Özetle, Cumhur İttifakı’nın tek adamlı yönetimine karşı, Millet İttifakı çok sesli görüşmelerle “ulusal” bir mutabakat sağlamış oldu. 

İktidar, devletin tüm olanaklarını Kılıçdaroğlu karşıtı bir algı yaratmak için kullandı, “fake” yani sahte montajlarla yapılan videoları mitinglerde halkla paylaştı. Ancak, Erdoğan bu sahte videoları kendi gazetecileriyle yaptığı canlı TV yayınında kabullendi. Belki de istemeden “Ama montaj ama şu bu...” dedi. Bu “özel düzeni” açıklayarak bir gecede Kılıçdaroğlu’na yardım etmiş oldu.
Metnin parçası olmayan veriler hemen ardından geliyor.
use serde::{Deserialize, Serialize};
use std::collections::BTreeMap;
use std::path::{Path, PathBuf};

use crate::utils::error::{ReconcileError, Result};

/// Key/value settings published by a single unit on a relation.
pub type UnitData = BTreeMap<String, String>;

/// Snapshot of the variables the control plane sets for one hook invocation.
#[derive(Debug, Clone, PartialEq, Eq, Serialize, Deserialize)]
pub struct ExecutionEnvironment {
    pub unit_name: String,
    pub relation_type: Option<String>,
    pub relation_id: Option<String>,
    pub remote_unit: Option<String>,
    pub charm_dir: PathBuf,
}

impl ExecutionEnvironment {
    pub fn from_env() -> Result<Self> {
        Self::from_vars(std::env::vars())
    }

    pub fn from_vars<I, K, V>(vars: I) -> Result<Self>
    where
        I: IntoIterator<Item = (K, V)>,
        K: AsRef<str>,
        V: Into<String>,
    {
        let mut unit_name = None;
        let mut relation_type = None;
        let mut relation_id = None;
        let mut remote_unit = None;
        let mut charm_dir = None;

        for (key, value) in vars {
            let value = value.into();
            match key.as_ref() {
                "JUJU_UNIT_NAME" => unit_name = Some(value),
                "JUJU_RELATION" => relation_type = Some(value),
                "JUJU_RELATION_ID" => relation_id = Some(value),
                "JUJU_REMOTE_UNIT" => remote_unit = Some(value),
                "CHARM_DIR" => charm_dir = Some(PathBuf::from(value)),
                _ => {}
            }
        }

        let unit_name = unit_name.ok_or_else(|| ReconcileError::MissingEnvironment {
            var: "JUJU_UNIT_NAME".to_string(),
        })?;

        Ok(Self {
            unit_name,
            relation_type: relation_type.filter(|v| !v.is_empty()),
            relation_id: relation_id.filter(|v| !v.is_empty()),
            remote_unit: remote_unit.filter(|v| !v.is_empty()),
            charm_dir: charm_dir.unwrap_or_else(|| PathBuf::from(".")),
        })
    }

    /// Application name, i.e. the unit name without its `/N` suffix.
    pub fn service_name(&self) -> &str {
        self.unit_name
            .split_once('/')
            .map(|(service, _)| service)
            .unwrap_or(&self.unit_name)
    }

    pub fn in_relation_hook(&self) -> bool {
        self.relation_type.is_some()
    }

    pub fn charm_dir(&self) -> &Path {
        &self.charm_dir
    }
}

/// Lifecycle event delivered to service callbacks.
#[derive(Debug, Clone, Copy, PartialEq, Eq)]
pub enum ServiceEvent {
    Start,
    Stop,
}

impl ServiceEvent {
    /// Only the `stop` hook stops services; every other hook reconciles towards running.
    pub fn from_hook_name(hook_name: &str) -> Self {
        if hook_name == "stop" {
            ServiceEvent::Stop
        } else {
            ServiceEvent::Start
        }
    }

    pub fn as_str(&self) -> &'static str {
        match self {
            ServiceEvent::Start => "start",
            ServiceEvent::Stop => "stop",
        }
    }
}

/// Init-system action applied to a host service.
#[derive(Debug, Clone, Copy, PartialEq, Eq)]
pub enum ServiceAction {
    Start,
    Stop,
    Restart,
    Reload,
}

impl ServiceAction {
    pub fn as_str(&self) -> &'static str {
        match self {
            ServiceAction::Start => "start",
            ServiceAction::Stop => "stop",
            ServiceAction::Restart => "restart",
            ServiceAction::Reload => "reload",
        }
    }
}

/// Slot a provider's arguments occupy in the container run command line.
#[derive(Debug, Clone, Copy, PartialEq, Eq, PartialOrd, Ord)]
pub enum ArgumentKind {
    Volume,
    Port,
    Container,
}

#[derive(Debug, Clone, Default, PartialEq, Eq)]
pub struct CommandOutput {
    pub status: Option<i32>,
    pub stdout: String,
    pub stderr: String,
}

impl CommandOutput {
    pub fn success(stdout: impl Into<String>) -> Self {
        Self {
            status: Some(0),
            stdout: stdout.into(),
            stderr: String::new(),
        }
    }

    pub fn failure(status: i32, stderr: impl Into<String>) -> Self {
        Self {
            status: Some(status),
            stdout: String::new(),
            stderr: stderr.into(),
        }
    }

    pub fn is_success(&self) -> bool {
        self.status == Some(0)
    }

    /// Combined stdout/stderr, used when reporting a failed command.
    pub fn combined(&self) -> String {
        [self.stdout.trim(), self.stderr.trim()]
            .iter()
            .filter(|s| !s.is_empty())
            .copied()
            .collect::<Vec<_>>()
            .join("\n")
    }
}

#[derive(Debug, Clone, Copy, PartialEq, Eq)]
pub enum OutcomeAction {
    Started,
    Stopped,
    Skipped,
}

/// What the service manager did for one service during an invocation.
#[derive(Debug, Clone, PartialEq, Eq)]
pub struct ReconcileOutcome {
    pub service: String,
    pub action: OutcomeAction,
}

#[cfg(test)]
mod tests {
    use super::*;

    #[test]
    fn test_environment_from_vars() {
        let env = ExecutionEnvironment::from_vars(vec![
            ("JUJU_UNIT_NAME", "rethinkdb/2"),
            ("JUJU_RELATION", "intracluster"),
            ("JUJU_RELATION_ID", "intracluster:4"),
            ("CHARM_DIR", "/var/lib/juju/agents/unit-rethinkdb-2/charm"),
            ("HOME", "/root"),
        ])
        .unwrap();

        assert_eq!(env.service_name(), "rethinkdb");
        assert!(env.in_relation_hook());
        assert_eq!(env.relation_id.as_deref(), Some("intracluster:4"));
        assert_eq!(env.remote_unit, None);
    }

    #[test]
    fn test_environment_requires_unit_name() {
        let result = ExecutionEnvironment::from_vars(vec![("CHARM_DIR", "/tmp")]);
        assert!(matches!(
            result,
            Err(ReconcileError::MissingEnvironment { .. })
        ));
    }

    #[test]
    fn test_service_event_classification() {
        assert_eq!(ServiceEvent::from_hook_name("stop"), ServiceEvent::Stop);
        assert_eq!(ServiceEvent::from_hook_name("start"), ServiceEvent::Start);
        assert_eq!(
            ServiceEvent::from_hook_name("intracluster-relation-departed"),
            ServiceEvent::Start
        );
    }

    #[test]
    fn test_command_output_combined() {
        let output = CommandOutput {
            status: Some(1),
            stdout: "partial\n".to_string(),
            stderr: "boom\n".to_string(),
        };
        assert!(!output.is_success());
        assert_eq!(output.combined(), "partial\nboom");
    }
}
Bu katkı seçime ne kadar yarar sağlayacak, 28 Mayıs Pazar günü göreceğiz.

Hep birlikte sandığa gidelim. Kılıçdaroğlu kazanırsa 29 Mayıs’ta İstanbul’un fethinin 570’inci yılını Cumhuriyet’in ilanının yüzüncü yılıyla birlikte keyifle kutlarız.